Work through the entries below and show every line in which "poll" is found.

Stored items:
------
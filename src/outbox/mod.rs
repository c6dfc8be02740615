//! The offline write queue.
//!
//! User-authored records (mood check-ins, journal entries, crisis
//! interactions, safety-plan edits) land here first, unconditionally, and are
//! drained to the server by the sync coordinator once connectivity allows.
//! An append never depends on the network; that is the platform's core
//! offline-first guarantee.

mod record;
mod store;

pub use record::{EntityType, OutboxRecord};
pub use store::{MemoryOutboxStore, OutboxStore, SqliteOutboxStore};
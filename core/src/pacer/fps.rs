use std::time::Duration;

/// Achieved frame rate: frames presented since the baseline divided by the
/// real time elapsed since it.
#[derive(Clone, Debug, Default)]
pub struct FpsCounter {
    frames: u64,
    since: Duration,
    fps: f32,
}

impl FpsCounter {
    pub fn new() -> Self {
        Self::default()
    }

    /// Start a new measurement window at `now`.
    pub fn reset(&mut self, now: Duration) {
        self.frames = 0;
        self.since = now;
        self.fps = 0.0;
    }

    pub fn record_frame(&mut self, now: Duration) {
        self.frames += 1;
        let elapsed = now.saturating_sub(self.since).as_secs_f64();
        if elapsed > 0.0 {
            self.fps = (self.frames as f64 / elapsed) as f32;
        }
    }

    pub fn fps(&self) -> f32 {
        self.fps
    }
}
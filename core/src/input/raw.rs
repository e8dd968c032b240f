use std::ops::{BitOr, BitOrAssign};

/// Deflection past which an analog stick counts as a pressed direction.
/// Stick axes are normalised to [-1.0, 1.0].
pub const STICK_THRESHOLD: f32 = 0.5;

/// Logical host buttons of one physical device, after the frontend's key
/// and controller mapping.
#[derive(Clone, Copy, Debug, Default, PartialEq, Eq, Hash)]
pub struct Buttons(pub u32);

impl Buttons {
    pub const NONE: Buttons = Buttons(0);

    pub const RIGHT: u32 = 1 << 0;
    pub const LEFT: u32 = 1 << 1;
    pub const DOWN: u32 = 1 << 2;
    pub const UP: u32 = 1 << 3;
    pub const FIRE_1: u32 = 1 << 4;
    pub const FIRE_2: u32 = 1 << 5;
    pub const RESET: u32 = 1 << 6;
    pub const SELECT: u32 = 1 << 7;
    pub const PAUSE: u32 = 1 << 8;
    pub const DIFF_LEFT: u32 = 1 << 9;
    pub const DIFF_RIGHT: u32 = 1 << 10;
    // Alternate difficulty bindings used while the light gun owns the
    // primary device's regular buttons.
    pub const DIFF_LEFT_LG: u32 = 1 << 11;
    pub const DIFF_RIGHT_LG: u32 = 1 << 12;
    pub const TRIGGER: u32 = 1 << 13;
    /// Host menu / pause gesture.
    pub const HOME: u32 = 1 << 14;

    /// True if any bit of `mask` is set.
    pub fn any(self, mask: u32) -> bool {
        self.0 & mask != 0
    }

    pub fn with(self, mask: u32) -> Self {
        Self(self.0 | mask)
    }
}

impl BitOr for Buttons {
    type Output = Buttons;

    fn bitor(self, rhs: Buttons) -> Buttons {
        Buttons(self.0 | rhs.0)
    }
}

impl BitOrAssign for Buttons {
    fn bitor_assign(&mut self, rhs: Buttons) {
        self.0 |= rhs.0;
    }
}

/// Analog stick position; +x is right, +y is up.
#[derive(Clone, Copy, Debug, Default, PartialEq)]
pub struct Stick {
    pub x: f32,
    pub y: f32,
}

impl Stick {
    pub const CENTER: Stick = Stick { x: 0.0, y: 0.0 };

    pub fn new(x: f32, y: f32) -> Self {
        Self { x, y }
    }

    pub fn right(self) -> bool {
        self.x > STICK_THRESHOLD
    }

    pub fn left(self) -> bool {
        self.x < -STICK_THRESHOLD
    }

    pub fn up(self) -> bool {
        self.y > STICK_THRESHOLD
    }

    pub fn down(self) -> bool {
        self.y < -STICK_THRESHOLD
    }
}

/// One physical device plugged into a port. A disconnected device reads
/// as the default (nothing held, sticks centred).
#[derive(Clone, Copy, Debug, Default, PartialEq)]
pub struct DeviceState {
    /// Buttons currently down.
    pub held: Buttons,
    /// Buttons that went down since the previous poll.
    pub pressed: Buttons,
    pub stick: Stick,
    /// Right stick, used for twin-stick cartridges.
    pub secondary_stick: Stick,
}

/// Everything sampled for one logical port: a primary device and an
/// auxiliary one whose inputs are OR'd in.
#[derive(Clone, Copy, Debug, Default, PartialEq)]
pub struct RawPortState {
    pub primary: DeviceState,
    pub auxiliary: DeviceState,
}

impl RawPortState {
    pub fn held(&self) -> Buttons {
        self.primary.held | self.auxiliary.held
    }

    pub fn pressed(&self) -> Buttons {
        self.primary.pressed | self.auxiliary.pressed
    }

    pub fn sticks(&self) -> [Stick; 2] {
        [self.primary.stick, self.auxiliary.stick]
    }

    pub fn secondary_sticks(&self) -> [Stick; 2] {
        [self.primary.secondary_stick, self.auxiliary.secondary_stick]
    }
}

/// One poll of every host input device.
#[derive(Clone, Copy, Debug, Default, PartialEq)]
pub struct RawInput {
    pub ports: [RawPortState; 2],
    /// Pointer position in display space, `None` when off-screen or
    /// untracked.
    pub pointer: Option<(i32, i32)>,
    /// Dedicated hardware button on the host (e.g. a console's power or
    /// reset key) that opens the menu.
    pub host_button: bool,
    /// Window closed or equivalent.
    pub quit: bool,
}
------
(PROBLEM SOLUTION)
    /// Buttons that went down since the previous poll.
/// One poll of every host input device.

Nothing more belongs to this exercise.